To do: If a line in the data below holds the word "Pclass", copy it.

Collected data entries:
[Start of Attachment]

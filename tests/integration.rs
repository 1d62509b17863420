//! Integration tests for titanic-knn

use std::io::Write;

use tempfile::{tempdir, NamedTempFile};
use titanic_knn::{
    load_passengers, preprocess, run, train_test_split, DegeneratePolicy, MinMaxScaler, PipelineConfig,
    PipelineError,
};

const HEADER: &str = "PassengerId,Survived,Pclass,Name,Sex,Age,SibSp,Parch,Ticket,Fare,Cabin,Embarked";

/// Create a synthetic 20-passenger CSV with a few missing ages, fares and ports
fn create_test_csv() -> NamedTempFile {
    let rows = [
        "892,0,3,\"Kelly, Mr. James\",male,34.5,0,0,330911,7.8292,,Q",
        "893,1,3,\"Wilkes, Mrs. James\",female,47,1,0,363272,7,,S",
        "894,0,2,\"Myles, Mr. Thomas\",male,62,0,0,240276,9.6875,,Q",
        "895,0,3,\"Wirz, Mr. Albert\",male,27,0,0,315154,8.6625,,S",
        "896,1,3,\"Hirvonen, Mrs. Alexander\",female,22,1,1,3101298,12.2875,,S",
        "897,0,3,\"Svensson, Mr. Johan\",male,14,0,0,7538,9.225,,S",
        "898,1,3,\"Connolly, Miss. Kate\",female,30,0,0,330972,7.6292,,Q",
        "899,0,2,\"Caldwell, Mr. Albert\",male,26,1,1,248738,29,,S",
        "900,1,3,\"Abrahim, Mrs. Joseph\",female,18,0,0,2657,7.2292,,C",
        "901,0,3,\"Davies, Mr. John\",male,21,2,0,A/4 48871,24.15,,S",
        "902,0,3,\"Ilieff, Mr. Ylio\",male,,0,0,349220,7.8958,,S",
        "903,0,1,\"Jones, Mr. Charles\",male,46,0,0,694,26,,S",
        "904,1,1,\"Snyder, Mrs. John\",female,23,1,0,21228,82.2667,B45,S",
        "905,0,2,\"Howard, Mr. Benjamin\",male,63,1,0,24065,26,,S",
        "906,1,1,\"Chaffee, Mrs. Herbert\",female,47,1,0,W.E.P. 5734,61.175,E31,",
        "907,1,2,\"del Carlo, Mrs. Sebastiano\",female,24,1,0,SC/PARIS 2167,27.7208,,C",
        "908,0,2,\"Keane, Mr. Daniel\",male,35,0,0,233734,12.35,,Q",
        "909,0,3,\"Assaf, Mr. Gerios\",male,21,0,0,2692,7.225,,C",
        "910,1,3,\"Ilmakangas, Miss. Ida\",female,,1,0,STON/O2. 3101270,,,S",
        "911,1,1,\"Assaf Khalil, Mrs. Mariana\",female,45,0,0,2696,7.225,,C",
    ];

    let mut file = NamedTempFile::new().unwrap();
    writeln!(file, "{}", HEADER).unwrap();
    for row in rows {
        writeln!(file, "{}", row).unwrap();
    }
    file
}

#[test]
fn test_end_to_end_pipeline() {
    let test_file = create_test_csv();
    let config = PipelineConfig {
        input: test_file.path().to_path_buf(),
        output: None,
        ..PipelineConfig::default()
    };

    let outcome = run(&config).unwrap();

    assert_eq!(outcome.n_passengers, 20);
    assert_eq!(outcome.n_train, 15);
    assert_eq!(outcome.n_test, 5);

    // Confusion matrix covers exactly the held-out rows
    let confusion = &outcome.evaluation.confusion;
    assert_eq!(confusion.total(), 5);
    assert_eq!(confusion.counts().shape(), &[2, 2]);

    let accuracy = outcome.evaluation.accuracy;
    assert!((0.0..=1.0).contains(&accuracy));
    let tp_tn = confusion.get(0, 0) + confusion.get(1, 1);
    assert!((accuracy - tp_tn as f64 / 5.0).abs() < 1e-6);

    // Folds train on 12 rows, so larger neighbourhoods cannot be scored
    assert!(outcome.best_config.n_neighbors <= 12);
    assert_eq!(outcome.scored_trials, 3 * 12 * 2);
    assert!(!outcome.heatmap_written);
}

#[test]
fn test_pipeline_is_reproducible() {
    let test_file = create_test_csv();
    let config = PipelineConfig {
        input: test_file.path().to_path_buf(),
        output: None,
        ..PipelineConfig::default()
    };

    let first = run(&config).unwrap();
    let second = run(&config).unwrap();

    assert_eq!(first.best_config, second.best_config);
    assert_eq!(first.cv_score, second.cv_score);
    assert_eq!(first.evaluation.predictions, second.evaluation.predictions);
    assert_eq!(first.evaluation.confusion, second.evaluation.confusion);
}

#[test]
fn test_heatmap_failure_does_not_fail_run() {
    let test_file = create_test_csv();
    let temp_dir = tempdir().unwrap();
    let config = PipelineConfig {
        input: test_file.path().to_path_buf(),
        output: Some(temp_dir.path().join("no_such_dir").join("cm.png")),
        ..PipelineConfig::default()
    };

    let outcome = run(&config).unwrap();
    assert!(!outcome.heatmap_written);
    assert_eq!(outcome.evaluation.confusion.total(), 5);
}

#[test]
fn test_preprocessed_features_have_no_gaps() {
    let test_file = create_test_csv();
    let raw = load_passengers(test_file.path()).unwrap();
    let table = preprocess(&raw).unwrap();

    assert_eq!(table.len(), 20);
    assert!(table.features.iter().all(|v| v.is_finite()));

    let fare_bins = table.column("FareBin").unwrap();
    assert!(fare_bins.iter().all(|&b| (0.0..4.0).contains(&b)));
    let age_bins = table.column("AgeBin").unwrap();
    assert!(age_bins.iter().all(|&b| (0.0..5.0).contains(&b)));

    // Row 2 (age 62) is a senior, row 5 (age 14) a teen
    assert_eq!(age_bins[2], 4.0);
    assert_eq!(age_bins[5], 1.0);
}

#[test]
fn test_scaling_fits_training_rows_only() {
    let test_file = create_test_csv();
    let raw = load_passengers(test_file.path()).unwrap();
    let table = preprocess(&raw).unwrap();
    let split = train_test_split(&table, 0.25, 42).unwrap();

    let (scaler, scaled_train) =
        MinMaxScaler::fit_transform(&split.train.records, &table.feature_names, DegeneratePolicy::Lenient).unwrap();

    for (idx, column) in scaled_train.columns().into_iter().enumerate() {
        let min = column.iter().copied().fold(f64::INFINITY, f64::min);
        let max = column.iter().copied().fold(f64::NEG_INFINITY, f64::max);
        assert!(min.abs() < 1e-12);
        if !scaler.degenerate_columns().contains(&idx) {
            assert!((max - 1.0).abs() < 1e-12);
        }
    }

    // The test partition reuses the training statistics
    let scaled_test = scaler.transform(&split.test.records).unwrap();
    for ((row, col), &value) in scaled_test.indexed_iter() {
        let raw_value = split.test.records[[row, col]];
        let min = scaler.data_min()[col];
        let range = scaler.data_max()[col] - min;
        let expected = if range == 0.0 { raw_value - min } else { (raw_value - min) / range };
        assert!((value - expected).abs() < 1e-12);
    }
}

#[test]
fn test_missing_column_is_fatal() {
    let mut file = NamedTempFile::new().unwrap();
    writeln!(file, "PassengerId,Survived,Pclass,Name,Sex,Age,SibSp,Parch,Ticket,Fare,Cabin").unwrap();
    writeln!(file, "1,0,3,Someone,male,30,0,0,A1,7.25,").unwrap();

    let config = PipelineConfig {
        input: file.path().to_path_buf(),
        output: None,
        ..PipelineConfig::default()
    };
    match run(&config) {
        Err(PipelineError::Schema { column }) => assert_eq!(column, "Embarked"),
        other => panic!("expected schema error, got {:?}", other.map(|o| o.n_passengers)),
    }
}

#[test]
fn test_unknown_sex_is_fatal() {
    let mut file = NamedTempFile::new().unwrap();
    writeln!(file, "{}", HEADER).unwrap();
    writeln!(file, "1,0,3,A,male,30,0,0,T1,7.25,,S").unwrap();
    writeln!(file, "2,1,3,B,other,30,0,0,T2,7.25,,S").unwrap();

    let raw = load_passengers(file.path()).unwrap();
    match preprocess(&raw) {
        Err(PipelineError::InvalidCategory { column, value }) => {
            assert_eq!(column, "Sex");
            assert_eq!(value, "other");
        }
        other => panic!("expected invalid category, got {:?}", other.map(|t| t.len())),
    }
}
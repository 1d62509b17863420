//! Min-max feature scaling fitted on training rows only

use linfa::prelude::*;
use linfa_preprocessing::linear_scaling::LinearScaler;
use ndarray::{Array1, Array2, Axis};
use tracing::warn;

use crate::error::{PipelineError, Result};

/// What to do when a training column has zero range
#[derive(Debug, Clone, Copy, PartialEq, Eq, Default)]
pub enum DegeneratePolicy {
    /// Treat the range as 1, so the column becomes `x - min`
    #[default]
    Lenient,
    /// Fail with [`PipelineError::DegenerateColumn`]
    Strict,
}

/// Per-column min-max scaler mapping the fitted range onto [0, 1]
#[derive(Debug, Clone)]
pub struct MinMaxScaler {
    inner: LinearScaler<f64>,
    data_min: Array1<f64>,
    data_max: Array1<f64>,
    /// Indices of zero-range columns
    degenerate: Vec<usize>,
}

impl MinMaxScaler {
    /// Fit a linfa min-max scaler on `records`, checking for constant columns first.
    ///
    /// `names` labels columns in error messages and may be empty.
    pub fn fit(records: &Array2<f64>, names: &[String], policy: DegeneratePolicy) -> Result<Self> {
        if records.nrows() == 0 {
            return Err(PipelineError::insufficient_data(1, 0));
        }

        let data_min = records.fold_axis(Axis(0), f64::INFINITY, |&acc, &x| acc.min(x));
        let data_max = records.fold_axis(Axis(0), f64::NEG_INFINITY, |&acc, &x| acc.max(x));

        let mut degenerate = Vec::new();
        for (idx, (&min, &max)) in data_min.iter().zip(data_max.iter()).enumerate() {
            if max - min == 0.0 {
                let column = names.get(idx).cloned().unwrap_or_else(|| idx.to_string());
                if policy == DegeneratePolicy::Strict {
                    return Err(PipelineError::DegenerateColumn { column });
                }
                warn!(%column, "zero-range column, scaling by 1");
                degenerate.push(idx);
            }
        }

        let dataset = Dataset::new(records.clone(), Array1::<usize>::zeros(records.nrows()));
        let inner = LinearScaler::min_max().fit(&dataset)?;

        Ok(Self {
            inner,
            data_min,
            data_max,
            degenerate,
        })
    }

    /// Apply `(x - min) / (max - min)` using the fitted statistics.
    pub fn transform(&self, records: &Array2<f64>) -> Result<Array2<f64>> {
        let expected = self.data_max.len();
        if records.ncols() != expected {
            return Err(PipelineError::DimensionMismatch {
                expected,
                actual: records.ncols(),
            });
        }

        let mut scaled = self.inner.transform(records.clone());
        for &idx in &self.degenerate {
            let shifted = records.column(idx).mapv(|x| x - self.data_min[idx]);
            scaled.column_mut(idx).assign(&shifted);
        }
        Ok(scaled)
    }

    /// Fit on `records` and return them scaled.
    pub fn fit_transform(
        records: &Array2<f64>,
        names: &[String],
        policy: DegeneratePolicy,
    ) -> Result<(Self, Array2<f64>)> {
        let scaler = Self::fit(records, names, policy)?;
        let scaled = scaler.transform(records)?;
        Ok((scaler, scaled))
    }

    pub fn data_min(&self) -> &Array1<f64> {
        &self.data_min
    }

    pub fn data_max(&self) -> &Array1<f64> {
        &self.data_max
    }

    /// Indices of columns that had zero range when fitted
    pub fn degenerate_columns(&self) -> &[usize] {
        &self.degenerate
    }
}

[End of Attachment]

Exercise response:
const HEADER: &str = "PassengerId,Survived,Pclass,Name,Sex,Age,SibSp,Parch,Ticket,Fare,Cabin,Embarked";
    writeln!(file, "PassengerId,Survived,Pclass,Name,Sex,Age,SibSp,Parch,Ticket,Fare,Cabin").unwrap();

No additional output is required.